Le
roman graphique d’Alan Moore se caractéristique par un portrait
dystopique des supers-héros, en contradiction avec la figure
classique de ces êtres extraordinaires présentée dans les œuvres
de Marvel ou DC Comics. Les Watchmen ne sont pas hors du commun et
rendent justice selon leurs valeurs et vision du monde. Mis au banc
après la grève de la police et l’abrogation de la loi Keene,
seuls les supers-héros « agrégés » par l’Etat
Américain sont autorisés. Alors que Le Comédien et le Docteur
Manhattan signent allégeance à leur patrie, les autres tentent de
retourner à l’anonymat, sauf Rorschach qui ne raccroche pas son
« visage ». « Who watches the watchmen ? »
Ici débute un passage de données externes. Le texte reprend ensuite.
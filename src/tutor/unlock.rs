use std::sync::LazyLock;

use regex::Regex;

static UNLOCK_PATTERN: LazyLock<Regex> =
    LazyLock::new(|| Regex::new(r"LESSON_UNLOCKED_([A-Za-z0-9_-]+)").unwrap());

/// Scan free-form model output for the unlock signal
/// `LESSON_UNLOCKED_<token>` and return the token. All pattern knowledge
/// stays behind this function.
pub fn extract_unlock_signal(text: &str) -> Option<&str> {
    UNLOCK_PATTERN
        .captures(text)
        .and_then(|c| c.get(1))
        .map(|m| m.as_str())
}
se demandent les citoyens, en écho à la locution latine « Quis
custodiet ipsos custodes ? (« Qui garde les gardiens
eux-mêmes ? »), remettant en cause la légitimité des
supers-héros à faire régner l’ordre.
Par
définition, les supers-héros sont des justiciers aux capacités
extraordinaires, qu’elles soient d’ordre technologique (Batman)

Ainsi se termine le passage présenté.